10 Steps to Firm-Wide Standardisation
Step 1
Educate your staff that the firm is about to embark on a strict standardisation process. Hold a meeting with all staff to go through your key repetitive processes and work as a team to reach an efficient and documented procedure which links to any and all documents/templates needed to complete that job.
Step 2
Assign a team leader and various team members with defined responsibilities for different types of templates or specific topics. Ensure each team member understands the objectives of the project and the steps involved. A good project team is vital to maintain up-to-date standard processes.
Step 3
Collect and centrally store all procedures, workpapers, checklists, standard letters and other templates that are in use within the firm. Whilst you can designate a particular folder or mapped drive for storage of templates and precedents, it is far more efficient to use an electronic knowledge base and document management system like HowNow.
Step 4
After providing one week’s notice to all staff, delete (or archive to removable media) all templates that are stored on workstation hard drives or on areas on the network outside of the agreed upon central storage area. This is imperative to maintaining a master Knowledge base – staff must only have one place to look.
Step 5
Group the various templates by type and review all templates to decide which will be the master version for each type of template. In some cases you might decide to condense multiple checklists into one, or vice versa.
Step 6
Delete (or archive) all non-master versions of your templates. You don’t want anyone using anything but the agreed upon ‘master version’ of each type of template, so only store the masters on the network where people can access them – get rid of the rest!
Step 7
Ensure the master templates are in read-only or template format so that when team members open them, they open either a new document based on the template or a read-only version of the document that must be renamed in order for changes to be saved. This protects your master versions from inadvertent changes being made.
Step 8
Regularly reinforce policy. Remind team members of the benefits of using the standardised documents and templates, and ensure they are happy with the retrieval method so they don’t feel the need to save their own copy of the master version onto their local drive or desktop. Any copies your staff make of your templates lose their ties with the master and any future updates to the document. Using a Document Management System that effectively manages your Knowledge base is the ideal method for ongoing template use.
Step 9
Design the templates so that they can be completed on-screen, and encourage on-screen completion of checklists, forms and workpapers to maximize the efficiency of preparing, reviewing, electronically storing and later retrieving work.
Step 10
Adopt the “It’s the fish that John West rejects” review policy. Reject work presented for review that is not based on the official standard workpapers and checklists.

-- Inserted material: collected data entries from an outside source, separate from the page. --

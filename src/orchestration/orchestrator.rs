//! # Fulfillment Orchestrator
//!
//! Drives one order from `processing` to a terminal status:
//!
//! - add-on orders are acknowledged, handed to staff and moved to `pending_delivery`
//! - everything else runs Reconcile → Export → Chunk → Package → Deliver, bounded by the
//!   run deadline and the cancel signal
//!
//! Every error converges on the same three independent attempts: persist `failed`, refund,
//! send a failure notice. The run's scoped workspace is removed on every exit path.

use serde_json::json;
use std::sync::Arc;
use tokio::sync::watch;
use tracing::{debug, error, info, instrument, warn};

use crate::config::FulfillmentConfig;
use crate::constants::events as event_names;
use crate::delivery::{delivery_estimate_days, templates, DeliveryCoordinator, Mailer, PaymentGateway};
use crate::error::{ErrorCategory, FulfillmentError, Result};
use crate::events::EventPublisher;
use crate::export::{ChunkWriter, ExportSchema, ExportWorkspace, Packager, StreamingExporter};
use crate::filter::{CompiledFilter, FilterCompiler};
use crate::logging::log_order_operation;
use crate::models::Order;
use crate::orchestration::reconciler::CountReconciler;
use crate::state_machine::{OrderEvent, OrderStateMachine, OrderStatus};
use crate::store::{OrderStore, RecordStore};

/// Receiving side of a per-run cancellation flag
#[derive(Debug, Clone)]
pub struct CancelSignal {
    receiver: Option<watch::Receiver<bool>>,
}

/// Sending side of a per-run cancellation flag
#[derive(Debug)]
pub struct CancelHandle {
    sender: watch::Sender<bool>,
}

impl CancelHandle {
    pub fn cancel(&self) {
        self.sender.send_replace(true);
    }
}

impl CancelSignal {
    /// A signal that never fires
    pub fn never() -> Self {
        Self { receiver: None }
    }

    pub fn pair() -> (CancelHandle, CancelSignal) {
        let (sender, receiver) = watch::channel(false);
        (
            CancelHandle { sender },
            CancelSignal {
                receiver: Some(receiver),
            },
        )
    }

    pub fn is_cancelled(&self) -> bool {
        self.receiver
            .as_ref()
            .is_some_and(|receiver| *receiver.borrow())
    }

    /// Resolves once cancellation is requested; pends forever otherwise
    pub async fn cancelled(&mut self) {
        let Some(receiver) = self.receiver.as_mut() else {
            return std::future::pending().await;
        };
        loop {
            if *receiver.borrow_and_update() {
                return;
            }
            if receiver.changed().await.is_err() {
                return std::future::pending().await;
            }
        }
    }
}

/// Terminal result of one run, as seen by the caller
#[derive(Debug, Clone, PartialEq, Eq)]
pub enum FulfillmentOutcome {
    Completed {
        parts: usize,
        records: u64,
    },
    PendingDelivery {
        delivery_days: u64,
    },
    Failed {
        reason: String,
        category: ErrorCategory,
        status_persisted: bool,
        refunded: bool,
        notified: bool,
    },
    /// The order was not in `processing`; nothing was done
    Skipped {
        status: OrderStatus,
    },
}

impl FulfillmentOutcome {
    pub fn status(&self) -> OrderStatus {
        match self {
            Self::Completed { .. } => OrderStatus::Completed,
            Self::PendingDelivery { .. } => OrderStatus::PendingDelivery,
            Self::Failed { .. } => OrderStatus::Failed,
            Self::Skipped { status } => *status,
        }
    }
}

/// What a successful pipeline run produced
#[derive(Debug, Clone, Copy, PartialEq, Eq)]
struct PipelineReport {
    parts: usize,
    records: u64,
}

pub struct FulfillmentOrchestrator {
    config: Arc<FulfillmentConfig>,
    records: Arc<dyn RecordStore>,
    orders: Arc<dyn OrderStore>,
    mailer: Arc<dyn Mailer>,
    payments: Arc<dyn PaymentGateway>,
    events: EventPublisher,
}

impl FulfillmentOrchestrator {
    pub fn new(
        config: Arc<FulfillmentConfig>,
        records: Arc<dyn RecordStore>,
        orders: Arc<dyn OrderStore>,
        mailer: Arc<dyn Mailer>,
        payments: Arc<dyn PaymentGateway>,
    ) -> Self {
        Self {
            config,
            records,
            orders,
            mailer,
            payments,
            events: EventPublisher::default(),
        }
    }

    pub fn with_events(mut self, events: EventPublisher) -> Self {
        self.events = events;
        self
    }

    pub fn events(&self) -> &EventPublisher {
        &self.events
    }

    pub fn config(&self) -> &FulfillmentConfig {
        &self.config
    }

    /// Run one order to a terminal status. Never returns an error: failures are folded
    /// into the order's status, a refund and a notice.
    #[instrument(skip_all, fields(order_id = %order.order_id))]
    pub async fn fulfill(&self, order: &Order, mut cancel: CancelSignal) -> FulfillmentOutcome {
        if order.status != OrderStatus::Processing {
            info!(status = %order.status, "Order already settled; skipping run");
            return FulfillmentOutcome::Skipped {
                status: order.status,
            };
        }

        log_order_operation("fulfillment_started", order.order_id, order.status.as_str(), None);
        self.events.publish(
            event_names::FULFILLMENT_STARTED,
            order.order_id,
            json!({ "promised": order.total_count, "add_ons": order.add_ons }),
        );

        if order.requires_manual_delivery() {
            return self.defer_delivery(order).await;
        }

        let deadline = self.config.worker.run_deadline();
        let result = tokio::select! {
            biased;
            _ = cancel.cancelled() => Err(FulfillmentError::Cancelled),
            run = tokio::time::timeout(deadline, self.run_pipeline(order)) => {
                run.unwrap_or_else(|_| {
                    Err(FulfillmentError::DeadlineExceeded {
                        seconds: deadline.as_secs(),
                    })
                })
            }
        };

        match result {
            Ok(report) => self.complete(order, report).await,
            Err(e) => self.converge_failure(order, &e).await,
        }
    }

    /// Fold a failure that escaped the run (a panic) into the normal failure path
    pub async fn fail_uncaught(&self, order: &Order, reason: String) -> FulfillmentOutcome {
        self.converge_failure(order, &FulfillmentError::Uncaught(reason))
            .await
    }

    async fn run_pipeline(&self, order: &Order) -> Result<PipelineReport> {
        let filter = FilterCompiler::compile(&order.filters);
        let reconciler = CountReconciler::new(
            Arc::clone(&self.records),
            self.config.reconciliation.count_tolerance,
        );
        reconciler.reconcile(&filter, order.promised_count()).await?;

        let mut workspace =
            ExportWorkspace::create(&self.config.export.temp_dir, order.order_id).await?;
        let delivered = self.export_and_deliver(order, &filter, &workspace).await;

        if let Err(e) = workspace.cleanup().await {
            warn!(error = %e, "Workspace cleanup failed; retrying on drop");
        }
        delivered
    }

    async fn export_and_deliver(
        &self,
        order: &Order,
        filter: &CompiledFilter,
        workspace: &ExportWorkspace,
    ) -> Result<PipelineReport> {
        let export = &self.config.export;
        let schema = ExportSchema::for_addons(&order.add_ons, &export.array_delimiter);
        let exporter = StreamingExporter::new(Arc::clone(&self.records), schema, export.stream_buffer);

        let rows = exporter.rows(filter).await?;
        let chunks = ChunkWriter::new(workspace, exporter.header_row()?, export.max_chunk_bytes)
            .write_all(rows)
            .await?;
        let records: u64 = chunks.iter().map(|chunk| chunk.rows).sum();

        let archives = Packager::new(workspace, export.max_archive_bytes)
            .package(chunks)
            .await?;

        let report = DeliveryCoordinator::new(Arc::clone(&self.mailer))
            .deliver(order, &archives, records)
            .await?;

        Ok(PipelineReport {
            parts: report.parts_sent,
            records,
        })
    }

    async fn complete(&self, order: &Order, report: PipelineReport) -> FulfillmentOutcome {
        let mut machine = self.state_machine(order);
        if let Err(e) = machine.transition(OrderEvent::Complete).await {
            error!(error = %e, "Delivered every part but failed to persist completion");
        }

        let details = format!("{} records in {} part(s)", report.records, report.parts);
        log_order_operation(
            "fulfillment_completed",
            order.order_id,
            OrderStatus::Completed.as_str(),
            Some(&details),
        );
        self.events
            .publish_details(event_names::FULFILLMENT_COMPLETED, order.order_id, &details);

        FulfillmentOutcome::Completed {
            parts: report.parts,
            records: report.records,
        }
    }

    async fn defer_delivery(&self, order: &Order) -> FulfillmentOutcome {
        let delivery = &self.config.delivery;
        let delivery_days =
            delivery_estimate_days(order.promised_count(), delivery.records_per_delivery_day);

        if let Err(e) = self
            .mailer
            .send(templates::acknowledgement(order, delivery_days))
            .await
        {
            warn!(error = %e, "Acknowledgement email failed; order stays accepted");
        }
        if let Err(e) = self
            .mailer
            .send(templates::staff_notice(order, &delivery.staff_email, delivery_days))
            .await
        {
            warn!(error = %e, "Staff notification failed");
        }

        let mut machine = self.state_machine(order);
        if let Err(e) = machine.transition(OrderEvent::DeferDelivery).await {
            error!(error = %e, "Failed to persist pending_delivery");
            return FulfillmentOutcome::Failed {
                reason: e.to_string(),
                category: e.category(),
                status_persisted: false,
                refunded: false,
                notified: false,
            };
        }

        let details = format!("delivery within {delivery_days} day(s)");
        log_order_operation(
            "fulfillment_deferred",
            order.order_id,
            OrderStatus::PendingDelivery.as_str(),
            Some(&details),
        );
        self.events
            .publish_details(event_names::FULFILLMENT_DEFERRED, order.order_id, &details);

        FulfillmentOutcome::PendingDelivery { delivery_days }
    }

    /// Persist `failed`, refund, notify. Each step is attempted even when an earlier one
    /// fails, except when the order turns out to be settled already.
    async fn converge_failure(&self, order: &Order, failure: &FulfillmentError) -> FulfillmentOutcome {
        let reason = failure.to_string();
        let category = failure.category();
        error!(category = ?category, error = %reason, "Fulfillment run failed");

        let mut machine = self.state_machine(order);
        let status_persisted = match machine.transition(OrderEvent::Fail(reason.clone())).await {
            Ok(_) => true,
            Err(e @ FulfillmentError::InvalidTransition { .. }) => {
                warn!(error = %e, "Order already settled; skipping refund and notice");
                return FulfillmentOutcome::Failed {
                    reason,
                    category,
                    status_persisted: false,
                    refunded: false,
                    notified: false,
                };
            }
            Err(e) => {
                error!(error = %e, "Failed to persist failed status");
                false
            }
        };

        let refunded = match self.payments.refund(&order.payment_ref).await {
            Ok(()) => true,
            Err(e) => {
                error!(payment_ref = %order.payment_ref, error = %e, "Refund failed");
                false
            }
        };

        let notice = templates::failure_notice(order, failure, refunded);
        let notified = match self.mailer.send(notice).await {
            Ok(()) => true,
            Err(e) => {
                error!(error = %e, "Failure notice could not be sent");
                false
            }
        };

        debug!(status_persisted, refunded, notified, "Failure convergence finished");
        log_order_operation(
            "fulfillment_failed",
            order.order_id,
            OrderStatus::Failed.as_str(),
            Some(&reason),
        );
        self.events.publish(
            event_names::FULFILLMENT_FAILED,
            order.order_id,
            json!({
                "reason": reason,
                "category": format!("{category:?}"),
                "refunded": refunded,
                "notified": notified,
            }),
        );

        FulfillmentOutcome::Failed {
            reason,
            category,
            status_persisted,
            refunded,
            notified,
        }
    }

    fn state_machine(&self, order: &Order) -> OrderStateMachine {
        OrderStateMachine::new(order.order_id, OrderStatus::Processing, Arc::clone(&self.orders))
    }
}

Through our annual Good Bad Ugly survey of Australian accountants, we’ve found that those firms that effectively implement knowledge management systems enjoy benefits including:
- Increased value: the knowledge management system (or document management system) appears on the firm’s balance sheet, making the firm significantly more valuable and saleable
- Reduced training and induction costs: new team members can follow clearly defined processes and easy to use templates
- Improved quality and reduced review times: the standardisation of systems and procedures ensures a consistently high quality of work and typically reduces job review times by up to 75%
- Increased job satisfaction: team members can progress with confidence to doing higher level work sooner
Effective knowledge capture, storage, sharing and retrieval provides benefits to the firm, its staff, and most importantly, the firm’s clients. Firms that do not implement such a system are at a distinct disadvantage to firms that do. Ask yourself: how much knowledge will walk out your office door and not come back this year?